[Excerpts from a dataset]
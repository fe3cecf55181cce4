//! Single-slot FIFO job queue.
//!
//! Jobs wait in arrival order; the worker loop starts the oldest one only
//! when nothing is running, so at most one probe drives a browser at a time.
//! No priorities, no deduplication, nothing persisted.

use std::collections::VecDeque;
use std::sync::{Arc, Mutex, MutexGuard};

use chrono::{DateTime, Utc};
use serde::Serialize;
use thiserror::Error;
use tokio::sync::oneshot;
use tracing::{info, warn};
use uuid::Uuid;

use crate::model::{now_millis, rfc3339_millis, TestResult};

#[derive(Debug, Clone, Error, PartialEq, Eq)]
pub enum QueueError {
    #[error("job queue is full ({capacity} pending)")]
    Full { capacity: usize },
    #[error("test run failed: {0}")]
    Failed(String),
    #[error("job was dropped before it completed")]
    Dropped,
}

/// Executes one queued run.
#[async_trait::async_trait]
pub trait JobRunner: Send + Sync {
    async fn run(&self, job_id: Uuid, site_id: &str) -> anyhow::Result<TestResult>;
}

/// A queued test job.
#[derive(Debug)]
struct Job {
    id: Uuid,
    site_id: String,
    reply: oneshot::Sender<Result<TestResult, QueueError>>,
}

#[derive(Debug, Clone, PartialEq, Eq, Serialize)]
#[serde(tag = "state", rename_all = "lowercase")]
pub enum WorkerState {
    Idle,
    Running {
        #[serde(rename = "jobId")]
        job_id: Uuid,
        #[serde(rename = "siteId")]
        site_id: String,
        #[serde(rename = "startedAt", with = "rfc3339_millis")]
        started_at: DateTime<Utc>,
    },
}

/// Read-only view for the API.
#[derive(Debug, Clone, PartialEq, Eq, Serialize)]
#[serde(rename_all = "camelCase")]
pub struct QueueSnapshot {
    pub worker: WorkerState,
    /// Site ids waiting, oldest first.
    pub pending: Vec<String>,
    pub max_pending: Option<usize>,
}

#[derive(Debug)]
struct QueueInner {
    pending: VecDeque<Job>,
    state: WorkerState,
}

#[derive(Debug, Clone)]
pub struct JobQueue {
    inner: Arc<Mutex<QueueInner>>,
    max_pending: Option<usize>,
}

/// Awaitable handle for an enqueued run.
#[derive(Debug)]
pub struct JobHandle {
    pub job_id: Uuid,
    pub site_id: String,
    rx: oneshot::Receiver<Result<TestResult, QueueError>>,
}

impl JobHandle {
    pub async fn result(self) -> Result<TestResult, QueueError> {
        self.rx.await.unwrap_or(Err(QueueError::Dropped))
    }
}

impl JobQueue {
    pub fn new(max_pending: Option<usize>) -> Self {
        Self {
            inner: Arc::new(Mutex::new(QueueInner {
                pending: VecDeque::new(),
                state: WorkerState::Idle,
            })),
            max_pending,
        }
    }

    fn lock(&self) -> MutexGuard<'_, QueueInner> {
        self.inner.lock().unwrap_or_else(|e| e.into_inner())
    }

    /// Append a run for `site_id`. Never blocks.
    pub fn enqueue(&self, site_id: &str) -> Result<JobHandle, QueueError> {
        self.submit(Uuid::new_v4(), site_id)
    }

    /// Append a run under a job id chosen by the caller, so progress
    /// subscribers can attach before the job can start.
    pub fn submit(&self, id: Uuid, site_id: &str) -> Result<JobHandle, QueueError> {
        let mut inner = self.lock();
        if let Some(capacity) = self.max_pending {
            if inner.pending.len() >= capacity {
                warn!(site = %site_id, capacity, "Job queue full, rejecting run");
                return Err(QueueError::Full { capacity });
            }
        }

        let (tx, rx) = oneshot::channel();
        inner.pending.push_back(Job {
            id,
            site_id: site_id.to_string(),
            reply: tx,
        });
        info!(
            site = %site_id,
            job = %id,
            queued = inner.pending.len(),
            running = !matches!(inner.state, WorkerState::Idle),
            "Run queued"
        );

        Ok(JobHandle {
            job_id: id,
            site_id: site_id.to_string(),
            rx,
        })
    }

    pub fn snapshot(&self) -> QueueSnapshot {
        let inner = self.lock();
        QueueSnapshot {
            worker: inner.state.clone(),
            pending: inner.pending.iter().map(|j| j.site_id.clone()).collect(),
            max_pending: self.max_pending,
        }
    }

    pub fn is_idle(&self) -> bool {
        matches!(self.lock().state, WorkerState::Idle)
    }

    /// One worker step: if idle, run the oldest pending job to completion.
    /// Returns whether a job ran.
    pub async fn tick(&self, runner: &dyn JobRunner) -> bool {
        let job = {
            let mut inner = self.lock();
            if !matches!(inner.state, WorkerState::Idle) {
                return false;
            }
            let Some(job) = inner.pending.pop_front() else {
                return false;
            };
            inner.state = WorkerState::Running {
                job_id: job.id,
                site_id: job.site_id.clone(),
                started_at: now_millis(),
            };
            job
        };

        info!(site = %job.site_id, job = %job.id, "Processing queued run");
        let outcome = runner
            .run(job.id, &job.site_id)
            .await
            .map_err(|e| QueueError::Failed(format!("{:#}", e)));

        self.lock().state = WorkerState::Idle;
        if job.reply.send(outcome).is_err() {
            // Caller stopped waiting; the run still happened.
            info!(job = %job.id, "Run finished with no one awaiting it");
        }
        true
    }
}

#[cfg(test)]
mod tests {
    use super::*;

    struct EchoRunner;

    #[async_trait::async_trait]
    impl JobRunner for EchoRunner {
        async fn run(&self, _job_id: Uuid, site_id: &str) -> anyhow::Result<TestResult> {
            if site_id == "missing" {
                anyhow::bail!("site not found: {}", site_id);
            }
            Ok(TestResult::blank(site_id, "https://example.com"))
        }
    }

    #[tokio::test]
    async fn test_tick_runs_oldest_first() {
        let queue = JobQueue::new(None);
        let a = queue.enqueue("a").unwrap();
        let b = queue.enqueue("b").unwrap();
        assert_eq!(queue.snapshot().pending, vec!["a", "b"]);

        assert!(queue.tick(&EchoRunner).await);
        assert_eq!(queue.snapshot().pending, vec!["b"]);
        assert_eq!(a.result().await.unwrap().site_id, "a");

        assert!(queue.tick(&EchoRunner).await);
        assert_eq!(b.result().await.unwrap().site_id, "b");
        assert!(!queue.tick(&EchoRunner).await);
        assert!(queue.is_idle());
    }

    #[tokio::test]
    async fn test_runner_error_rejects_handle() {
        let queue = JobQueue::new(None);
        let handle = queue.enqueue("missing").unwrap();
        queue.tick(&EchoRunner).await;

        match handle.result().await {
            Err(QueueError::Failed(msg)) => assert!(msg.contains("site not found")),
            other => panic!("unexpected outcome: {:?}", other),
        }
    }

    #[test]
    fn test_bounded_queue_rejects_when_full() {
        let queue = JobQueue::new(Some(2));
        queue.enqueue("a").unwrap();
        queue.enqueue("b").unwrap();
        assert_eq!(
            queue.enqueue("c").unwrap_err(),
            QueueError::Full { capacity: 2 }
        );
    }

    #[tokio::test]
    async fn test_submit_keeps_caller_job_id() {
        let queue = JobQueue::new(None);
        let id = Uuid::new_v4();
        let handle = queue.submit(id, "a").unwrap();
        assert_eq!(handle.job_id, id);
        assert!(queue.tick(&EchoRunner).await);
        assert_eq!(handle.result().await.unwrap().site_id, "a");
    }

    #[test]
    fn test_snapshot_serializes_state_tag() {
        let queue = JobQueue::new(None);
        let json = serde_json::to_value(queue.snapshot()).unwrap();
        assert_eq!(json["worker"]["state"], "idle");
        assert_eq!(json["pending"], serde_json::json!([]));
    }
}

EXERCISE DESCRIPTION:
The reply must present every entry, transcribed with its exact wording.

SOLUTION TO THIS PROBLEM:
repository fe3cecf55181cce4
//! Single-slot FIFO job queue.
//!
//! Jobs wait in arrival order; the worker loop starts the oldest one only
//! when nothing is running, so at most one probe drives a browser at a time.
//! No priorities, no deduplication, nothing persisted.

use std::collections::VecDeque;
use std::sync::{Arc, Mutex, MutexGuard};

use chrono::{DateTime, Utc};
use serde::Serialize;
use thiserror::Error;
use tokio::sync::oneshot;
use tracing::{info, warn};
use uuid::Uuid;

use crate::model::{now_millis, rfc3339_millis, TestResult};

#[derive(Debug, Clone, Error, PartialEq, Eq)]
pub enum QueueError {
    #[error("job queue is full ({capacity} pending)")]
    Full { capacity: usize },
    #[error("test run failed: {0}")]
    Failed(String),
    #[error("job was dropped before it completed")]
    Dropped,
}

/// Executes one queued run.
#[async_trait::async_trait]
pub trait JobRunner: Send + Sync {
    async fn run(&self, job_id: Uuid, site_id: &str) -> anyhow::Result<TestResult>;
}

/// A queued test job.
#[derive(Debug)]
struct Job {
    id: Uuid,
    site_id: String,
    reply: oneshot::Sender<Result<TestResult, QueueError>>,
}

#[derive(Debug, Clone, PartialEq, Eq, Serialize)]
#[serde(tag = "state", rename_all = "lowercase")]
pub enum WorkerState {
    Idle,
    Running {
        #[serde(rename = "jobId")]
        job_id: Uuid,
        #[serde(rename = "siteId")]
        site_id: String,
        #[serde(rename = "startedAt", with = "rfc3339_millis")]
        started_at: DateTime<Utc>,
    },
}

/// Read-only view for the API.
#[derive(Debug, Clone, PartialEq, Eq, Serialize)]
#[serde(rename_all = "camelCase")]
pub struct QueueSnapshot {
    pub worker: WorkerState,
    /// Site ids waiting, oldest first.
    pub pending: Vec<String>,
    pub max_pending: Option<usize>,
}

#[derive(Debug)]
struct QueueInner {
    pending: VecDeque<Job>,
    state: WorkerState,
}

#[derive(Debug, Clone)]
pub struct JobQueue {
    inner: Arc<Mutex<QueueInner>>,
    max_pending: Option<usize>,
}

/// Awaitable handle for an enqueued run.
#[derive(Debug)]
pub struct JobHandle {
    pub job_id: Uuid,
    pub site_id: String,
    rx: oneshot::Receiver<Result<TestResult, QueueError>>,
}

impl JobHandle {
    pub async fn result(self) -> Result<TestResult, QueueError> {
        self.rx.await.unwrap_or(Err(QueueError::Dropped))
    }
}

impl JobQueue {
    pub fn new(max_pending: Option<usize>) -> Self {
        Self {
            inner: Arc::new(Mutex::new(QueueInner {
                pending: VecDeque::new(),
                state: WorkerState::Idle,
            })),
            max_pending,
        }
    }

    fn lock(&self) -> MutexGuard<'_, QueueInner> {
        self.inner.lock().unwrap_or_else(|e| e.into_inner())
    }

    /// Append a run for `site_id`. Never blocks.
    pub fn enqueue(&self, site_id: &str) -> Result<JobHandle, QueueError> {
        self.submit(Uuid::new_v4(), site_id)
    }

    /// Append a run under a job id chosen by the caller, so progress
    /// subscribers can attach before the job can start.
    pub fn submit(&self, id: Uuid, site_id: &str) -> Result<JobHandle, QueueError> {
        let mut inner = self.lock();
        if let Some(capacity) = self.max_pending {
            if inner.pending.len() >= capacity {
                warn!(site = %site_id, capacity, "Job queue full, rejecting run");
                return Err(QueueError::Full { capacity });
            }
        }

        let (tx, rx) = oneshot::channel();
        inner.pending.push_back(Job {
            id,
            site_id: site_id.to_string(),
            reply: tx,
        });
        info!(
            site = %site_id,
            job = %id,
            queued = inner.pending.len(),
            running = !matches!(inner.state, WorkerState::Idle),
            "Run queued"
        );

        Ok(JobHandle {
            job_id: id,
            site_id: site_id.to_string(),
            rx,
        })
    }

    pub fn snapshot(&self) -> QueueSnapshot {
        let inner = self.lock();
        QueueSnapshot {
            worker: inner.state.clone(),
            pending: inner.pending.iter().map(|j| j.site_id.clone()).collect(),
            max_pending: self.max_pending,
        }
    }

    pub fn is_idle(&self) -> bool {
        matches!(self.lock().state, WorkerState::Idle)
    }

    /// One worker step: if idle, run the oldest pending job to completion.
    /// Returns whether a job ran.
    pub async fn tick(&self, runner: &dyn JobRunner) -> bool {
        let job = {
            let mut inner = self.lock();
            if !matches!(inner.state, WorkerState::Idle) {
                return false;
            }
            let Some(job) = inner.pending.pop_front() else {
                return false;
            };
            inner.state = WorkerState::Running {
                job_id: job.id,
                site_id: job.site_id.clone(),
                started_at: now_millis(),
            };
            job
        };

        info!(site = %job.site_id, job = %job.id, "Processing queued run");
        let outcome = runner
            .run(job.id, &job.site_id)
            .await
            .map_err(|e| QueueError::Failed(format!("{:#}", e)));

        self.lock().state = WorkerState::Idle;
        if job.reply.send(outcome).is_err() {
            // Caller stopped waiting; the run still happened.
            info!(job = %job.id, "Run finished with no one awaiting it");
        }
        true
    }
}

#[cfg(test)]
mod tests {
    use super::*;

    struct EchoRunner;

    #[async_trait::async_trait]
    impl JobRunner for EchoRunner {
        async fn run(&self, _job_id: Uuid, site_id: &str) -> anyhow::Result<TestResult> {
            if site_id == "missing" {
                anyhow::bail!("site not found: {}", site_id);
            }
            Ok(TestResult::blank(site_id, "https://example.com"))
        }
    }

    #[tokio::test]
    async fn test_tick_runs_oldest_first() {
        let queue = JobQueue::new(None);
        let a = queue.enqueue("a").unwrap();
        let b = queue.enqueue("b").unwrap();
        assert_eq!(queue.snapshot().pending, vec!["a", "b"]);

        assert!(queue.tick(&EchoRunner).await);
        assert_eq!(queue.snapshot().pending, vec!["b"]);
        assert_eq!(a.result().await.unwrap().site_id, "a");

        assert!(queue.tick(&EchoRunner).await);
        assert_eq!(b.result().await.unwrap().site_id, "b");
        assert!(!queue.tick(&EchoRunner).await);
        assert!(queue.is_idle());
    }

    #[tokio::test]
    async fn test_runner_error_rejects_handle() {
        let queue = JobQueue::new(None);
        let handle = queue.enqueue("missing").unwrap();
        queue.tick(&EchoRunner).await;

        match handle.result().await {
            Err(QueueError::Failed(msg)) => assert!(msg.contains("site not found")),
            other => panic!("unexpected outcome: {:?}", other),
        }
    }

    #[test]
    fn test_bounded_queue_rejects_when_full() {
        let queue = JobQueue::new(Some(2));
        queue.enqueue("a").unwrap();
        queue.enqueue("b").unwrap();
        assert_eq!(
            queue.enqueue("c").unwrap_err(),
            QueueError::Full { capacity: 2 }
        );
    }

    #[tokio::test]
    async fn test_submit_keeps_caller_job_id() {
        let queue = JobQueue::new(None);
        let id = Uuid::new_v4();
        let handle = queue.submit(id, "a").unwrap();
        assert_eq!(handle.job_id, id);
        assert!(queue.tick(&EchoRunner).await);
        assert_eq!(handle.result().await.unwrap().site_id, "a");
    }

    #[test]
    fn test_snapshot_serializes_state_tag() {
        let queue = JobQueue::new(None);
        let json = serde_json::to_value(queue.snapshot()).unwrap();
        assert_eq!(json["worker"]["state"], "idle");
        assert_eq!(json["pending"], serde_json::json!([]));
    }
}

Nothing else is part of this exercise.